Subspace Change Point Detection Under Spiked Wigner Model

Detecting the emergence of a spike signal from the Wigner noise is a fundamental problem of interest in many application areas, such as covert communication, inference of genetic population structure, and network community detection. We consider this problem within the framework of non-Bayesian change-point detection. We study the Gaussian case first. A scan-statistic akin to the Shewhart chart is proposed, based on the operator norm of the sample matrix. By assuming the observation dimension grows to infinity, we could characterize the average run length (ARL) and the probability of missing detection (Type-II error) through the asymptotic theory of random matrices; under the non-asymptotic circumstances, we establish a sharp lower bound on the ARL. In a contrast, we derive the exact subspace-CUSUM procedure with complete information about the model parameter and introduce the subspace-CUSUME algorithm to handle the situation with some unidentified parameter.
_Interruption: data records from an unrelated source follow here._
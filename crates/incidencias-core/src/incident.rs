//! Incidents and the inputs that create and change them.

use std::fmt;

use chrono::{DateTime, NaiveDate, NaiveDateTime, SecondsFormat, Utc};
use rand_core::{OsRng, RngCore as _};
use serde::{Deserialize, Serialize};
use uuid::Uuid;

use crate::{Error, Result};

/// Status values offered by the clients. The field itself is free-form.
pub mod status {
  pub const PENDING: &str = "Pendiente";
  pub const IN_PROGRESS: &str = "En proceso";
  pub const RESOLVED: &str = "Resuelta";

  pub const ALL: [&str; 3] = [PENDING, IN_PROGRESS, RESOLVED];
}

// ─── Code ────────────────────────────────────────────────────────────────────

/// The human-facing key of an incident: six ASCII digits, unique, immutable.
#[derive(Debug, Clone, PartialEq, Eq, Hash, Serialize, Deserialize)]
#[serde(transparent)]
pub struct IncidentCode(String);

impl IncidentCode {
  pub const LEN: usize = 6;

  /// Validate a caller-supplied code.
  pub fn parse(raw: &str) -> Result<Self> {
    let raw = raw.trim();
    if raw.len() == Self::LEN && raw.bytes().all(|b| b.is_ascii_digit()) {
      Ok(Self(raw.to_owned()))
    } else {
      Err(Error::BadRequest(format!(
        "incident code must be {} digits, got {raw:?}",
        Self::LEN
      )))
    }
  }

  /// A random code in `100000..=999999`.
  pub fn generate() -> Self {
    let n = 100_000 + OsRng.next_u32() % 900_000;
    Self(n.to_string())
  }

  /// Wrap a code read back from storage without validating it.
  pub fn from_stored(code: String) -> Self { Self(code) }

  pub fn as_str(&self) -> &str { &self.0 }
}

impl fmt::Display for IncidentCode {
  fn fmt(&self, f: &mut fmt::Formatter<'_>) -> fmt::Result { f.write_str(&self.0) }
}

// ─── Incident ────────────────────────────────────────────────────────────────

/// Display data of the user an incident is attributed to.
#[derive(Debug, Clone, PartialEq, Eq, Serialize, Deserialize)]
pub struct Reporter {
  pub name:     String,
  pub username: String,
}

#[derive(Debug, Clone, PartialEq, Serialize, Deserialize)]
#[serde(rename_all = "camelCase")]
pub struct Incident {
  pub code:            IncidentCode,
  pub name:            String,
  #[serde(rename = "type")]
  pub kind:            String,
  pub status:          String,
  pub location:        String,
  pub description:     Option<String>,
  /// Free text typed by the reporter; unrelated to `user_id`.
  pub reported_by:     String,
  pub lat:             Option<f64>,
  pub lng:             Option<f64>,
  /// Retrieval path of the stored photo, e.g. `/uploads/<file>`.
  pub image_url:       Option<String>,
  pub timestamp:       DateTime<Utc>,
  pub occurrence_time: DateTime<Utc>,
  /// The account that created the incident. Never reassigned.
  pub user_id:         Option<Uuid>,
  pub created_at:      DateTime<Utc>,
  #[serde(default, skip_serializing_if = "Option::is_none")]
  pub posted_by:       Option<Reporter>,
}

// ─── Inputs ──────────────────────────────────────────────────────────────────

/// Raw fields of a creation request, as submitted.
#[derive(Debug, Clone, Default)]
pub struct IncidentDraft {
  pub code:            Option<String>,
  pub name:            Option<String>,
  pub kind:            Option<String>,
  pub status:          Option<String>,
  pub location:        Option<String>,
  pub description:     Option<String>,
  pub reported_by:     Option<String>,
  pub timestamp:       Option<String>,
  pub occurrence_time: Option<String>,
  pub lat:             Option<String>,
  pub lng:             Option<String>,
}

impl IncidentDraft {
  /// Validate the draft and build the record to insert.
  ///
  /// Only `name` and `type` are required; everything else falls back to a
  /// default.
  pub fn into_incident(
    self,
    code: IncidentCode,
    user_id: Uuid,
    image_url: Option<String>,
    now: DateTime<Utc>,
  ) -> Result<Incident> {
    let name = supplied(self.name).ok_or_else(|| missing("name"))?;
    let kind = supplied(self.kind).ok_or_else(|| missing("type"))?;

    let timestamp = supplied(self.timestamp)
      .map(|t| parse_timestamp(&t))
      .transpose()?
      .unwrap_or(now);
    let occurrence_time = supplied(self.occurrence_time)
      .map(|t| parse_timestamp(&t))
      .transpose()?
      .unwrap_or(now);

    Ok(Incident {
      code,
      name,
      kind,
      status: supplied(self.status).unwrap_or_else(|| status::PENDING.to_owned()),
      location: self.location.unwrap_or_default(),
      description: supplied(self.description),
      reported_by: self.reported_by.unwrap_or_default(),
      lat: parse_coordinate("lat", self.lat)?,
      lng: parse_coordinate("lng", self.lng)?,
      image_url,
      timestamp,
      occurrence_time,
      user_id: Some(user_id),
      created_at: now,
      posted_by: None,
    })
  }
}

/// Raw fields of an update request. Empty values count as not supplied, so a
/// field can never be cleared through an update.
#[derive(Debug, Clone, Default)]
pub struct IncidentChanges {
  pub name:            Option<String>,
  pub kind:            Option<String>,
  pub status:          Option<String>,
  pub location:        Option<String>,
  pub description:     Option<String>,
  pub reported_by:     Option<String>,
  pub occurrence_time: Option<String>,
  pub lat:             Option<String>,
  pub lng:             Option<String>,
}

impl IncidentChanges {
  pub fn into_patch(self, image_url: Option<String>) -> Result<IncidentPatch> {
    Ok(IncidentPatch {
      name: supplied(self.name),
      kind: supplied(self.kind),
      status: supplied(self.status),
      location: supplied(self.location),
      description: supplied(self.description),
      reported_by: supplied(self.reported_by),
      occurrence_time: supplied(self.occurrence_time)
        .map(|t| parse_timestamp(&t))
        .transpose()?,
      lat: parse_coordinate("lat", self.lat)?,
      lng: parse_coordinate("lng", self.lng)?,
      image_url,
    })
  }
}

/// A validated partial update. `None` leaves the stored value untouched.
#[derive(Debug, Clone, Default, PartialEq)]
pub struct IncidentPatch {
  pub name:            Option<String>,
  pub kind:            Option<String>,
  pub status:          Option<String>,
  pub location:        Option<String>,
  pub description:     Option<String>,
  pub reported_by:     Option<String>,
  pub occurrence_time: Option<DateTime<Utc>>,
  pub lat:             Option<f64>,
  pub lng:             Option<f64>,
  pub image_url:       Option<String>,
}

impl IncidentPatch {
  /// Apply the patch in place. `code`, `timestamp`, `user_id` and
  /// `created_at` are not part of a patch.
  pub fn apply(self, incident: &mut Incident) {
    fn set<T>(slot: &mut T, value: Option<T>) {
      if let Some(v) = value {
        *slot = v;
      }
    }
    set(&mut incident.name, self.name);
    set(&mut incident.kind, self.kind);
    set(&mut incident.status, self.status);
    set(&mut incident.location, self.location);
    set(&mut incident.reported_by, self.reported_by);
    set(&mut incident.occurrence_time, self.occurrence_time);
    if self.description.is_some() {
      incident.description = self.description;
    }
    if self.lat.is_some() {
      incident.lat = self.lat;
    }
    if self.lng.is_some() {
      incident.lng = self.lng;
    }
    if self.image_url.is_some() {
      incident.image_url = self.image_url;
    }
  }
}

// ─── Parsing helpers ─────────────────────────────────────────────────────────

fn supplied(value: Option<String>) -> Option<String> {
  value.filter(|v| !v.trim().is_empty())
}

fn missing(field: &str) -> Error { Error::BadRequest(format!("missing required field: {field}")) }

fn parse_coordinate(field: &str, value: Option<String>) -> Result<Option<f64>> {
  let Some(raw) = supplied(value) else { return Ok(None) };
  match raw.trim().parse::<f64>() {
    Ok(v) if v.is_finite() => Ok(Some(v)),
    _ => Err(Error::BadRequest(format!("{field} is not a number: {raw:?}"))),
  }
}

/// Parse a client timestamp.
///
/// Accepts RFC 3339, a zone-less `YYYY-MM-DDTHH:MM[:SS[.fff]]` (what a
/// `datetime-local` input submits; read as UTC) and a bare `YYYY-MM-DD`.
pub fn parse_timestamp(raw: &str) -> Result<DateTime<Utc>> {
  let raw = raw.trim();
  if let Ok(dt) = DateTime::parse_from_rfc3339(raw) {
    return Ok(dt.with_timezone(&Utc));
  }
  for fmt in ["%Y-%m-%dT%H:%M:%S%.f", "%Y-%m-%dT%H:%M"] {
    if let Ok(naive) = NaiveDateTime::parse_from_str(raw, fmt) {
      return Ok(naive.and_utc());
    }
  }
  if let Ok(date) = NaiveDate::parse_from_str(raw, "%Y-%m-%d")
    && let Some(naive) = date.and_hms_opt(0, 0, 0)
  {
    return Ok(naive.and_utc());
  }
  Err(Error::BadRequest(format!("unrecognised timestamp: {raw:?}")))
}

/// The RFC 3339 rendering used on the wire, `2024-05-01T14:30:00Z`.
pub fn format_timestamp(dt: &DateTime<Utc>) -> String {
  dt.to_rfc3339_opts(SecondsFormat::AutoSi, true)
}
We recapitulate some optimal properties relative to the classical CUSUM statistic. The spectral-based algorithm could be extended to a class of non-Gaussian models where entries of the Wigner noise follow i.i.d sub-exponential distributions. We present part of comparable analysis results as in the Gaussian case and discuss the qualitative relationships among ARL and other parameters in depth. Finally, we corroborate corresponding theoretical conclusions through numerical simulations.